→ **WHAT YOU NEED TO DO**:
Every line in the data below from the one containing "while idx <" down to the one containing "Some((flag, value)) =>", both included, must be retyped exactly; no other line is to appear.

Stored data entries
----

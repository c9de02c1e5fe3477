use std::path::PathBuf;

use anyhow::{Context, Result, anyhow, bail};

use crate::scorers::{DEFAULT_TOP_N, ScorerOptions};

/// Settings for one report run. Environment first, command-line flags on top.
#[derive(Debug, Clone, PartialEq, Eq)]
pub struct ReportConfig {
    pub matches_path: Option<PathBuf>,
    pub matches_url: Option<String>,
    pub edition: Option<u16>,
    pub top_n: usize,
    pub include_penalties: bool,
    pub export_path: Option<PathBuf>,
}

impl Default for ReportConfig {
    fn default() -> Self {
        Self {
            matches_path: None,
            matches_url: None,
            edition: None,
            top_n: DEFAULT_TOP_N,
            include_penalties: true,
            export_path: None,
        }
    }
}

pub enum MatchSource<'a> {
    File(&'a PathBuf),
    Url(&'a str),
}

impl ReportConfig {
    pub fn from_env() -> Self {
        Self::from_lookup(|key| std::env::var(key).ok())
    }

    /// Resolve from any key lookup. Unset, blank or unparseable values fall back to defaults.
    pub fn from_lookup(lookup: impl Fn(&str) -> Option<String>) -> Self {
        let get = |key: &str| {
            lookup(key)
                .map(|val| val.trim().to_string())
                .filter(|val| !val.is_empty())
        };
        let defaults = Self::default();
        Self {
            matches_path: get("WC_MATCHES_PATH").map(PathBuf::from),
            matches_url: get("WC_MATCHES_URL"),
            edition: get("WC_EDITION").and_then(|val| val.parse::<u16>().ok()),
            top_n: get("WC_TOP_N")
                .and_then(|val| val.parse::<usize>().ok())
                .unwrap_or(defaults.top_n)
                .max(1),
            include_penalties: get("WC_INCLUDE_PENALTIES")
                .and_then(|val| parse_flag(&val))
                .unwrap_or(defaults.include_penalties),
            export_path: get("WC_EXPORT_PATH").map(PathBuf::from),
        }
    }

    /// Apply `--flag value` / `--flag=value` arguments (program name excluded).
    pub fn apply_args(mut self, args: &[String]) -> Result<Self> {
        let mut idx = 0;
        while idx < args.len() {
            let arg = args[idx].as_str();
            idx += 1;
            let (flag, inline) = match arg.split_once('=') {
                Some((flag, value)) => (flag, Some(value.to_string())),
                None => (arg, None),
            };
            if flag == "--no-penalties" {
                self.include_penalties = false;
                continue;
            }
            let value = match inline {
                Some(value) => value,
                None => {
                    let next = args
                        .get(idx)
                        .ok_or_else(|| anyhow!("missing value for {flag}"))?;
                    idx += 1;
                    next.clone()
                }
            };
            match flag {
                "--matches" => self.matches_path = Some(PathBuf::from(value)),
                "--url" => self.matches_url = Some(value),
                "--edition" => {
                    let year = value
                        .trim()
                        .parse::<u16>()
                        .with_context(|| format!("invalid --edition {value:?}"))?;
                    self.edition = Some(year);
                }
                "--top" => {
                    let top = value
                        .trim()
                        .parse::<usize>()
                        .with_context(|| format!("invalid --top {value:?}"))?;
                    self.top_n = top.max(1);
                }
                "--export" => self.export_path = Some(PathBuf::from(value)),
                other => bail!("unknown argument {other}"),
            }
        }
        Ok(self)
    }

    pub fn scorer_options(&self) -> ScorerOptions {
        ScorerOptions {
            include_penalties: self.include_penalties,
            limit: self.top_n,
        }
    }

    /// A local file wins over a URL when both are set.
    pub fn source(&self) -> Option<MatchSource<'_>> {
        if let Some(path) = self.matches_path.as_ref() {
            return Some(MatchSource::File(path));
        }
        self.matches_url.as_deref().map(MatchSource::Url)
    }
}

fn parse_flag(raw: &str) -> Option<bool> {
    match raw.to_ascii_lowercase().as_str() {
        "1" | "true" | "yes" | "on" => Some(true),
        "0" | "false" | "no" | "off" => Some(false),
        _ => None,
    }
}

#[cfg(test)]
mod tests {
    use std::collections::HashMap;

    use super::*;

    fn lookup(pairs: &[(&str, &str)]) -> impl Fn(&str) -> Option<String> {
        let map: HashMap<String, String> = pairs
            .iter()
            .map(|(k, v)| (k.to_string(), v.to_string()))
            .collect();
        move |key: &str| map.get(key).cloned()
    }

    fn args(raw: &[&str]) -> Vec<String> {
        raw.iter().map(|s| s.to_string()).collect()
    }

    #[test]
    fn env_defaults_when_unset_or_invalid() {
        let cfg = ReportConfig::from_lookup(lookup(&[
            ("WC_TOP_N", "zero"),
            ("WC_INCLUDE_PENALTIES", "maybe"),
            ("WC_EDITION", " "),
        ]));
        assert_eq!(cfg, ReportConfig::default());
    }

    #[test]
    fn env_values_are_read() {
        let cfg = ReportConfig::from_lookup(lookup(&[
            ("WC_MATCHES_PATH", "data/matches.csv"),
            ("WC_EDITION", "2023"),
            ("WC_TOP_N", "0"),
            ("WC_INCLUDE_PENALTIES", "no"),
        ]));
        assert_eq!(cfg.matches_path, Some(PathBuf::from("data/matches.csv")));
        assert_eq!(cfg.edition, Some(2023));
        assert_eq!(cfg.top_n, 1);
        assert!(!cfg.include_penalties);
    }

    #[test]
    fn args_override_env() {
        let cfg = ReportConfig::from_lookup(lookup(&[("WC_EDITION", "1991")]))
            .apply_args(&args(&["--edition=2019", "--top", "5", "--no-penalties", "--export", "out.xlsx"]))
            .expect("valid args");
        assert_eq!(cfg.edition, Some(2019));
        assert_eq!(cfg.scorer_options(), ScorerOptions { include_penalties: false, limit: 5 });
        assert_eq!(cfg.export_path, Some(PathBuf::from("out.xlsx")));
    }

    #[test]
    fn bad_args_are_errors() {
        assert!(ReportConfig::default().apply_args(&args(&["--top"])).is_err());
        assert!(ReportConfig::default().apply_args(&args(&["--edition", "soon"])).is_err());
        assert!(ReportConfig::default().apply_args(&args(&["--verbose"])).is_err());
    }

    #[test]
    fn file_source_wins_over_url() {
        let cfg = ReportConfig {
            matches_path: Some(PathBuf::from("m.json")),
            matches_url: Some("https://example.org/m.csv".to_string()),
            ..ReportConfig::default()
        };
        assert!(matches!(cfg.source(), Some(MatchSource::File(_))));
    }
}
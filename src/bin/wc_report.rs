use anyhow::{Context, Result, anyhow};
use tracing_subscriber::EnvFilter;

use wc_results::config::{MatchSource, ReportConfig};
use wc_results::export::{ReportTables, export_workbook};
use wc_results::table::{TableRow, render_text};
use wc_results::{ResultsTable, dataset, insights};

const TEAM_LIST_LEN: usize = 10;

fn main() -> Result<()> {
    let _ = dotenvy::from_filename(".env.local");
    let _ = dotenvy::from_filename(".env");

    tracing_subscriber::fmt()
        .with_env_filter(EnvFilter::try_from_default_env().unwrap_or_else(|_| EnvFilter::new("info")))
        .with_writer(std::io::stderr)
        .init();

    let args = std::env::args().skip(1).collect::<Vec<_>>();
    let cfg = ReportConfig::from_env().apply_args(&args)?;

    let matches = match cfg.source() {
        Some(MatchSource::File(path)) => dataset::load_matches(path)?,
        Some(MatchSource::Url(url)) => dataset::fetch_matches_csv(url)?,
        None => {
            return Err(anyhow!(
                "no match data: pass --matches <file> or --url <csv url> (or set WC_MATCHES_PATH / WC_MATCHES_URL)"
            ));
        }
    };

    let all = ResultsTable::new(matches);
    let (table, scope) = match cfg.edition {
        Some(year) => (all.for_edition(year), year.to_string()),
        None => {
            let scope = edition_span(&all);
            (all, scope)
        }
    };

    let scorer_options = cfg.scorer_options();
    let ((standings, scorers), summary) = rayon::join(
        || rayon::join(|| table.standings(), || table.top_scorers(scorer_options)),
        || table.summary(),
    );

    print_section(&format!("Standings {scope}"), &standings);
    print_section(&format!("Top scorers {scope}"), &scorers);
    print_section(&format!("Summary {scope}"), &summary);

    let records = insights::team_records(&summary);
    print_section("Average goals trend", &insights::goals_trend(&summary));
    print_section("Most wins", head(&records));
    print_section(
        &format!("Most dominant teams (min {} games)", insights::DOMINANCE_MIN_GAMES),
        head(&insights::dominant_teams(&records, insights::DOMINANCE_MIN_GAMES)),
    );
    print_section(
        &format!("Worst performing teams (min {} games)", insights::DOMINANCE_MIN_GAMES),
        head(&insights::struggling_teams(&records, insights::DOMINANCE_MIN_GAMES)),
    );
    let consistency = insights::consistency(&summary, insights::CONSISTENCY_MIN_TOURNAMENTS);
    print_section(
        &format!(
            "Most consistent teams (min {} tournaments)",
            insights::CONSISTENCY_MIN_TOURNAMENTS
        ),
        head(&consistency),
    );
    print_section(
        &format!(
            "Most inconsistent teams (min {} tournaments)",
            insights::CONSISTENCY_MIN_TOURNAMENTS
        ),
        insights::inconsistent_teams(&consistency, TEAM_LIST_LEN),
    );

    if let Some(path) = cfg.export_path.as_ref() {
        let report = export_workbook(
            path,
            &ReportTables {
                scope: &scope,
                standings: &standings,
                scorers: &scorers,
                summary: &summary,
            },
        )
        .context("export report workbook")?;
        println!(
            "Exported {} standings, {} scorers, {} summary rows to {}",
            report.standings,
            report.scorers,
            report.summary,
            path.display()
        );
    }

    Ok(())
}

fn edition_span(table: &ResultsTable) -> String {
    let editions = table.editions();
    match (editions.first(), editions.last()) {
        (Some(first), Some(last)) if first == last => first.to_string(),
        (Some(first), Some(last)) => format!("{first}-{last}"),
        _ => "no editions".to_string(),
    }
}

fn head<R>(rows: &[R]) -> &[R] {
    &rows[..rows.len().min(TEAM_LIST_LEN)]
}

fn print_section<R: TableRow>(title: &str, rows: &[R]) {
    println!("\n{title}");
    if rows.is_empty() {
        println!("  (no rows)");
        return;
    }
    print!("{}", render_text(rows));
}
use std::collections::HashMap;

use serde::Serialize;
use tracing::warn;

use crate::event_codec::{self, EventField};
use crate::raw_match::{RawMatch, Side};
use crate::table::{Cell, TableRow};

pub const DEFAULT_TOP_N: usize = 10;

#[derive(Debug, Clone, Copy, PartialEq, Eq)]
pub struct ScorerOptions {
    pub include_penalties: bool,
    pub limit: usize,
}

impl Default for ScorerOptions {
    fn default() -> Self {
        Self {
            include_penalties: true,
            limit: DEFAULT_TOP_N,
        }
    }
}

#[derive(Debug, Clone, PartialEq, Eq, Serialize)]
pub struct ScorerRow {
    #[serde(rename = "Position")]
    pub position: u32,
    #[serde(rename = "Player")]
    pub player: String,
    #[serde(rename = "Team")]
    pub team: String,
    #[serde(rename = "Goals")]
    pub goals: u32,
}

impl TableRow for ScorerRow {
    const COLUMNS: &'static [&'static str] = &["Position", "Player", "Team", "Goals"];

    fn cells(&self) -> Vec<Cell> {
        vec![
            self.position.into(),
            self.player.as_str().into(),
            self.team.as_str().into(),
            self.goals.into(),
        ]
    }
}

/// Goal-scorer ranking over raw match rows.
///
/// Goals are counted per (player, team) pair. Positions use competition
/// ranking: tied players share the best position and the next count skips
/// ahead by the size of the tie (1, 2, 2, 4). Within a position rows are
/// listed by player name.
pub fn top_scorers(matches: &[RawMatch], options: ScorerOptions) -> Vec<ScorerRow> {
    let mut tally = GoalTally::default();

    for side in Side::BOTH {
        for raw in matches {
            let view = raw.side(side);
            for player in open_play_scorers(view.goal_details) {
                tally.add(player, view.team);
            }
        }
    }

    if options.include_penalties {
        for side in Side::BOTH {
            for raw in matches {
                let view = raw.side(side);
                for player in event_codec::decode_penalty_field(view.penalty_goals) {
                    tally.add(player, view.team);
                }
            }
        }
    }

    let mut rows = tally.into_rows();
    rows.sort_by(|a, b| {
        a.position
            .cmp(&b.position)
            .then_with(|| a.player.cmp(&b.player))
    });
    rows.truncate(options.limit);
    rows
}

fn open_play_scorers(field: &EventField) -> Vec<String> {
    event_codec::decode_list_field(field)
        .iter()
        .filter_map(|event| {
            let scorer = event_codec::extract_scorer(event);
            if scorer.is_none() {
                warn!(event = %event, "goal event without a scorer slot; skipping");
            }
            scorer.map(str::to_string)
        })
        .collect()
}

#[derive(Default)]
struct GoalTally {
    index: HashMap<(String, String), usize>,
    counts: Vec<(String, String, u32)>,
}

impl GoalTally {
    fn add(&mut self, player: String, team: &str) {
        if player.is_empty() {
            return;
        }
        let key = (player, team.to_string());
        match self.index.get(&key) {
            Some(&slot) => self.counts[slot].2 += 1,
            None => {
                self.index.insert(key.clone(), self.counts.len());
                self.counts.push((key.0, key.1, 1));
            }
        }
    }

    fn into_rows(mut self) -> Vec<ScorerRow> {
        self.counts.sort_by(|a, b| b.2.cmp(&a.2));
        let mut rows = Vec::with_capacity(self.counts.len());
        let mut position = 0u32;
        let mut previous = None;
        for (seen, (player, team, goals)) in self.counts.into_iter().enumerate() {
            if previous != Some(goals) {
                position = seen as u32 + 1;
                previous = Some(goals);
            }
            rows.push(ScorerRow {
                position,
                player,
                team,
                goals,
            });
        }
        rows
    }
}

#[cfg(test)]
mod tests {
    use super::*;

    fn with_goals(home: &[&str], away: &[&str]) -> RawMatch {
        RawMatch {
            home_goals: EventField::list(home.iter().map(|p| format!("10|Goal|{p}"))),
            away_goals: EventField::list(away.iter().map(|p| format!("80|Goal|{p}"))),
            ..RawMatch::new(2023, "Australia", "H", "A", home.len() as u32, away.len() as u32)
        }
    }

    #[test]
    fn ranking_skips_after_ties() {
        let matches = [with_goals(&["Bo", "Bo", "Al", "Al", "Cy"], &["Di"])];
        let rows = top_scorers(&matches, ScorerOptions::default());
        let summary: Vec<(u32, &str, u32)> = rows
            .iter()
            .map(|r| (r.position, r.player.as_str(), r.goals))
            .collect();
        assert_eq!(summary, vec![(1, "Al", 2), (1, "Bo", 2), (3, "Cy", 1), (3, "Di", 1)]);
    }

    #[test]
    fn blank_scorer_names_are_not_counted() {
        let raw = RawMatch {
            home_penalty_goals: EventField::text("|Ann·12"),
            ..RawMatch::new(2011, "Germany", "H", "A", 1, 0)
        };
        let rows = top_scorers(&[raw], ScorerOptions::default());
        assert_eq!(rows.len(), 1);
        assert_eq!(rows[0].player, "Ann");
    }

    #[test]
    fn blank_open_play_scorer_is_not_counted() {
        let raw = RawMatch {
            home_goals: EventField::text("['10||', '20| Goal |  ', '30|Goal|Ann']"),
            ..RawMatch::new(2011, "Germany", "H", "A", 3, 0)
        };
        let rows = top_scorers(&[raw], ScorerOptions::default());
        let players: Vec<(&str, u32)> = rows.iter().map(|r| (r.player.as_str(), r.goals)).collect();
        assert_eq!(players, vec![("Ann", 1)]);
    }

    #[test]
    fn escaped_goal_name_matches_penalty_name() {
        let raw = RawMatch {
            home_goals: EventField::text(r"['10|Goal|Ann\xa0Lee']"),
            home_penalty_goals: EventField::text("Ann\u{a0}Lee (P)·55"),
            ..RawMatch::new(2019, "France", "H", "A", 2, 0)
        };
        let rows = top_scorers(&[raw], ScorerOptions::default());
        assert_eq!(
            rows,
            vec![ScorerRow {
                position: 1,
                player: "Ann\u{a0}Lee".to_string(),
                team: "H".to_string(),
                goals: 2,
            }]
        );
    }

    #[test]
    fn limit_zero_returns_nothing() {
        let matches = [with_goals(&["Bo"], &[])];
        let options = ScorerOptions {
            limit: 0,
            ..ScorerOptions::default()
        };
        assert!(top_scorers(&matches, options).is_empty());
    }
}
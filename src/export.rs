use std::path::Path;

use anyhow::{Context, Result};
use chrono::Local;
use rust_xlsxwriter::{Format, Workbook, Worksheet};
use tracing::info;

use crate::scorers::ScorerRow;
use crate::standings::StandingsRow;
use crate::summary::SummaryRow;
use crate::table::{Cell, TableRow};

pub struct ExportReport {
    pub standings: usize,
    pub scorers: usize,
    pub summary: usize,
}

pub struct ReportTables<'a> {
    pub scope: &'a str,
    pub standings: &'a [StandingsRow],
    pub scorers: &'a [ScorerRow],
    pub summary: &'a [SummaryRow],
}

pub fn export_workbook(path: &Path, tables: &ReportTables<'_>) -> Result<ExportReport> {
    let mut workbook = Workbook::new();
    let header = Format::new().set_bold();
    let decimal = Format::new().set_num_format("0.00");

    {
        let sheet = workbook.add_worksheet();
        sheet.set_name("Standings")?;
        write_table(sheet, tables.standings, &header, &decimal)?;
    }
    {
        let sheet = workbook.add_worksheet();
        sheet.set_name("TopScorers")?;
        write_table(sheet, tables.scorers, &header, &decimal)?;
    }
    {
        let sheet = workbook.add_worksheet();
        sheet.set_name("Summary")?;
        write_table(sheet, tables.summary, &header, &decimal)?;
    }
    {
        let sheet = workbook.add_worksheet();
        sheet.set_name("About")?;
        sheet.write_string_with_format(0, 0, "Scope", &header)?;
        sheet.write_string(0, 1, tables.scope)?;
        sheet.write_string_with_format(1, 0, "Generated", &header)?;
        sheet.write_string(1, 1, Local::now().format("%Y-%m-%d %H:%M").to_string())?;
    }

    workbook
        .save(path)
        .with_context(|| format!("failed writing workbook to {}", path.display()))?;

    let report = ExportReport {
        standings: tables.standings.len(),
        scorers: tables.scorers.len(),
        summary: tables.summary.len(),
    };
    info!(
        path = %path.display(),
        standings = report.standings,
        scorers = report.scorers,
        summary = report.summary,
        "exported workbook"
    );
    Ok(report)
}

fn write_table<R: TableRow>(
    worksheet: &mut Worksheet,
    rows: &[R],
    header: &Format,
    decimal: &Format,
) -> Result<()> {
    for (col_idx, name) in R::COLUMNS.iter().enumerate() {
        worksheet
            .write_string_with_format(0, col_idx as u16, *name, header)
            .with_context(|| format!("write header {name}"))?;
    }
    for (idx, row) in rows.iter().enumerate() {
        let row_idx = idx as u32 + 1;
        for (col_idx, cell) in row.cells().into_iter().enumerate() {
            let col_idx = col_idx as u16;
            let written = match cell {
                Cell::Text(value) => worksheet.write_string(row_idx, col_idx, value),
                Cell::Int(value) => worksheet.write_number(row_idx, col_idx, value as f64),
                Cell::Float(value) => {
                    worksheet.write_number_with_format(row_idx, col_idx, value, decimal)
                }
            };
            written.with_context(|| format!("write cell ({row_idx},{col_idx})"))?;
        }
    }
    Ok(())
}
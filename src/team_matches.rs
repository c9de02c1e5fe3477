use std::cmp::Ordering;

use serde::Serialize;
use tracing::debug;

use crate::event_codec;
use crate::raw_match::{RawMatch, Side};

/// One team's view of one match. Every match yields a home and an away record.
#[derive(Debug, Clone, PartialEq, Serialize)]
pub struct TeamMatchRecord {
    pub year: u16,
    pub host: String,
    pub attendance: Option<u64>,
    pub team: String,
    pub goals_for: u32,
    pub goals_against: u32,
    pub yellow_cards: u32,
    pub red_cards: u32,
    pub win: u32,
    pub draw: u32,
    pub loss: u32,
    pub points: u32,
    pub fair_play: i64,
}

impl TeamMatchRecord {
    fn from_side(raw: &RawMatch, side: Side) -> Self {
        let view = raw.side(side);
        let yellow_cards = event_codec::count(view.yellow_cards);
        let red_cards = event_codec::count(view.red_cards);
        let (win, draw, loss) = match view.goals_for.cmp(&view.goals_against) {
            Ordering::Greater => (1, 0, 0),
            Ordering::Equal => (0, 1, 0),
            Ordering::Less => (0, 0, 1),
        };
        Self {
            year: raw.year,
            host: raw.host.clone(),
            attendance: raw.attendance,
            team: view.team.to_string(),
            goals_for: view.goals_for,
            goals_against: view.goals_against,
            yellow_cards,
            red_cards,
            win,
            draw,
            loss,
            points: 3 * win + draw,
            fair_play: -i64::from(yellow_cards) - 2 * i64::from(red_cards),
        }
    }
}

/// Reshape match rows into team rows, home record first then away, match by match.
pub fn normalize(matches: &[RawMatch]) -> Vec<TeamMatchRecord> {
    let records: Vec<TeamMatchRecord> = matches
        .iter()
        .flat_map(|raw| Side::BOTH.map(|side| TeamMatchRecord::from_side(raw, side)))
        .collect();
    debug!(matches = matches.len(), records = records.len(), "normalized team-match table");
    records
}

----

→ **PROBLEM SOLUTION**:
        while idx < args.len() {
            let arg = args[idx].as_str();
            idx += 1;
            let (flag, inline) = match arg.split_once('=') {
                Some((flag, value)) => (flag, Some(value.to_string())),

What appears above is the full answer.